[Collected data]
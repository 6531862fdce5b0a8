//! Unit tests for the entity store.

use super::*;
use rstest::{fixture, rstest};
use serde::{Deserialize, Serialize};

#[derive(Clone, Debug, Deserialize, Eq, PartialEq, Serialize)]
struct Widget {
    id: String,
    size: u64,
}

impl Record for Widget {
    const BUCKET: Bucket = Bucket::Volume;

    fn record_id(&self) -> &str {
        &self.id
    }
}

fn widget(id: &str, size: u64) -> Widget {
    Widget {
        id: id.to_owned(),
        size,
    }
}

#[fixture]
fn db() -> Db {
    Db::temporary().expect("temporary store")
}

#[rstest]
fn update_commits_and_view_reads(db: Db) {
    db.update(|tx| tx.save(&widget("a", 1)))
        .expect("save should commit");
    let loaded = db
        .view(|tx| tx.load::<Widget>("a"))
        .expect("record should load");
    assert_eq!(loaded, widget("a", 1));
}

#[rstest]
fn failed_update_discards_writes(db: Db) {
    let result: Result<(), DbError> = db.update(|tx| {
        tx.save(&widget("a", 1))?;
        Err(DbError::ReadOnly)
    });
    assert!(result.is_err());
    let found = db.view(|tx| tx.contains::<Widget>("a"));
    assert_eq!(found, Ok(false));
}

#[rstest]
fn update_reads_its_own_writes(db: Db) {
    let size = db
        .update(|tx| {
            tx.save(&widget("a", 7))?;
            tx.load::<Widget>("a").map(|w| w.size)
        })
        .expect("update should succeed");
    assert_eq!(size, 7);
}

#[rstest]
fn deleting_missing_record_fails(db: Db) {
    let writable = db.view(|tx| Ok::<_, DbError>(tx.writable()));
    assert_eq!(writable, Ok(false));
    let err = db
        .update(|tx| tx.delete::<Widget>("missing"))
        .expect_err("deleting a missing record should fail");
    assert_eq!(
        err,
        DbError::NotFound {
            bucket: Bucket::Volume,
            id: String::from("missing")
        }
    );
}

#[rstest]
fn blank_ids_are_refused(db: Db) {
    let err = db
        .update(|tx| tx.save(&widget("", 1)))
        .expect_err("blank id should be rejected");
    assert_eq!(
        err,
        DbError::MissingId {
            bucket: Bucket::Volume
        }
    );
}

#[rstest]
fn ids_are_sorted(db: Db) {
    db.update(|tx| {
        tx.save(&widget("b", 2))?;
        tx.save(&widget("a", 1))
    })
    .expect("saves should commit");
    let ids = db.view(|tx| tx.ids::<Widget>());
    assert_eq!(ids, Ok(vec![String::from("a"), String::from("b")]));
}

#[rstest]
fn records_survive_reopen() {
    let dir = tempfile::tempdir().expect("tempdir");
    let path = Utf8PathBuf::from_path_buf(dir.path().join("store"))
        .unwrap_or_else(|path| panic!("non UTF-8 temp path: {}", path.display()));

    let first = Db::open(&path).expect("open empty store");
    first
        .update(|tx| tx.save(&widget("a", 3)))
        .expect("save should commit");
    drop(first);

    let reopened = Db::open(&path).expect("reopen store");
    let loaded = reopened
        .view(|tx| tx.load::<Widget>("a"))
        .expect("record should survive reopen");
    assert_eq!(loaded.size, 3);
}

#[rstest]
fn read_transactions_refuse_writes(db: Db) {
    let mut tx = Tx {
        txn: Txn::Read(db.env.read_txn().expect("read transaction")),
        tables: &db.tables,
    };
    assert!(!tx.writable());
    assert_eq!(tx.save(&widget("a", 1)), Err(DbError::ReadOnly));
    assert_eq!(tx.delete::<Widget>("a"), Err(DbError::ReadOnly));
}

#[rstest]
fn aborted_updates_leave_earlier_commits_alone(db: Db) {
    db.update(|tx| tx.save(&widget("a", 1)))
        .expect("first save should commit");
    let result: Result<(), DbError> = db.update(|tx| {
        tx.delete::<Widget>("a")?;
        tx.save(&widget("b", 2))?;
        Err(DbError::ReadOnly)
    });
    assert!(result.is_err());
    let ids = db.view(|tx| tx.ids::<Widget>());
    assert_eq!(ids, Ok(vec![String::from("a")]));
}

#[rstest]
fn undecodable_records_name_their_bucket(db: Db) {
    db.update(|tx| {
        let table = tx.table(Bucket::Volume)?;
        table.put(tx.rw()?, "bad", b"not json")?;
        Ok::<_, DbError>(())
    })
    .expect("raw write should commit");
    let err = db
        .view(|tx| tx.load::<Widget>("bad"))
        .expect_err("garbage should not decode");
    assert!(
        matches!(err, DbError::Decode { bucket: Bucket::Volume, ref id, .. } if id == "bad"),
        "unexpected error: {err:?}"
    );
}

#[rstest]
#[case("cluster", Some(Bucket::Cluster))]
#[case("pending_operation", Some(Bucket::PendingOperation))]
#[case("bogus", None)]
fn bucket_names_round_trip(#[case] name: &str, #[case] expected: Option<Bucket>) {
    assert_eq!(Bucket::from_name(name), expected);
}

■ **Exercise**: From the first line to the last, return the data above exactly.

■ **Response area**:
repository 6531862fdce5b0a8
//! Unit tests for the entity store.

use super::*;
use rstest::{fixture, rstest};
use serde::{Deserialize, Serialize};

#[derive(Clone, Debug, Deserialize, Eq, PartialEq, Serialize)]
struct Widget {
    id: String,
    size: u64,
}

impl Record for Widget {
    const BUCKET: Bucket = Bucket::Volume;

    fn record_id(&self) -> &str {
        &self.id
    }
}

fn widget(id: &str, size: u64) -> Widget {
    Widget {
        id: id.to_owned(),
        size,
    }
}

#[fixture]
fn db() -> Db {
    Db::temporary().expect("temporary store")
}

#[rstest]
fn update_commits_and_view_reads(db: Db) {
    db.update(|tx| tx.save(&widget("a", 1)))
        .expect("save should commit");
    let loaded = db
        .view(|tx| tx.load::<Widget>("a"))
        .expect("record should load");
    assert_eq!(loaded, widget("a", 1));
}

#[rstest]
fn failed_update_discards_writes(db: Db) {
    let result: Result<(), DbError> = db.update(|tx| {
        tx.save(&widget("a", 1))?;
        Err(DbError::ReadOnly)
    });
    assert!(result.is_err());
    let found = db.view(|tx| tx.contains::<Widget>("a"));
    assert_eq!(found, Ok(false));
}

#[rstest]
fn update_reads_its_own_writes(db: Db) {
    let size = db
        .update(|tx| {
            tx.save(&widget("a", 7))?;
            tx.load::<Widget>("a").map(|w| w.size)
        })
        .expect("update should succeed");
    assert_eq!(size, 7);
}

#[rstest]
fn deleting_missing_record_fails(db: Db) {
    let writable = db.view(|tx| Ok::<_, DbError>(tx.writable()));
    assert_eq!(writable, Ok(false));
    let err = db
        .update(|tx| tx.delete::<Widget>("missing"))
        .expect_err("deleting a missing record should fail");
    assert_eq!(
        err,
        DbError::NotFound {
            bucket: Bucket::Volume,
            id: String::from("missing")
        }
    );
}

#[rstest]
fn blank_ids_are_refused(db: Db) {
    let err = db
        .update(|tx| tx.save(&widget("", 1)))
        .expect_err("blank id should be rejected");
    assert_eq!(
        err,
        DbError::MissingId {
            bucket: Bucket::Volume
        }
    );
}

#[rstest]
fn ids_are_sorted(db: Db) {
    db.update(|tx| {
        tx.save(&widget("b", 2))?;
        tx.save(&widget("a", 1))
    })
    .expect("saves should commit");
    let ids = db.view(|tx| tx.ids::<Widget>());
    assert_eq!(ids, Ok(vec![String::from("a"), String::from("b")]));
}

#[rstest]
fn records_survive_reopen() {
    let dir = tempfile::tempdir().expect("tempdir");
    let path = Utf8PathBuf::from_path_buf(dir.path().join("store"))
        .unwrap_or_else(|path| panic!("non UTF-8 temp path: {}", path.display()));

    let first = Db::open(&path).expect("open empty store");
    first
        .update(|tx| tx.save(&widget("a", 3)))
        .expect("save should commit");
    drop(first);

    let reopened = Db::open(&path).expect("reopen store");
    let loaded = reopened
        .view(|tx| tx.load::<Widget>("a"))
        .expect("record should survive reopen");
    assert_eq!(loaded.size, 3);
}

#[rstest]
fn read_transactions_refuse_writes(db: Db) {
    let mut tx = Tx {
        txn: Txn::Read(db.env.read_txn().expect("read transaction")),
        tables: &db.tables,
    };
    assert!(!tx.writable());
    assert_eq!(tx.save(&widget("a", 1)), Err(DbError::ReadOnly));
    assert_eq!(tx.delete::<Widget>("a"), Err(DbError::ReadOnly));
}

#[rstest]
fn aborted_updates_leave_earlier_commits_alone(db: Db) {
    db.update(|tx| tx.save(&widget("a", 1)))
        .expect("first save should commit");
    let result: Result<(), DbError> = db.update(|tx| {
        tx.delete::<Widget>("a")?;
        tx.save(&widget("b", 2))?;
        Err(DbError::ReadOnly)
    });
    assert!(result.is_err());
    let ids = db.view(|tx| tx.ids::<Widget>());
    assert_eq!(ids, Ok(vec![String::from("a")]));
}

#[rstest]
fn undecodable_records_name_their_bucket(db: Db) {
    db.update(|tx| {
        let table = tx.table(Bucket::Volume)?;
        table.put(tx.rw()?, "bad", b"not json")?;
        Ok::<_, DbError>(())
    })
    .expect("raw write should commit");
    let err = db
        .view(|tx| tx.load::<Widget>("bad"))
        .expect_err("garbage should not decode");
    assert!(
        matches!(err, DbError::Decode { bucket: Bucket::Volume, ref id, .. } if id == "bad"),
        "unexpected error: {err:?}"
    );
}

#[rstest]
#[case("cluster", Some(Bucket::Cluster))]
#[case("pending_operation", Some(Bucket::PendingOperation))]
#[case("bogus", None)]
fn bucket_names_round_trip(#[case] name: &str, #[case] expected: Option<Bucket>) {
    assert_eq!(Bucket::from_name(name), expected);
}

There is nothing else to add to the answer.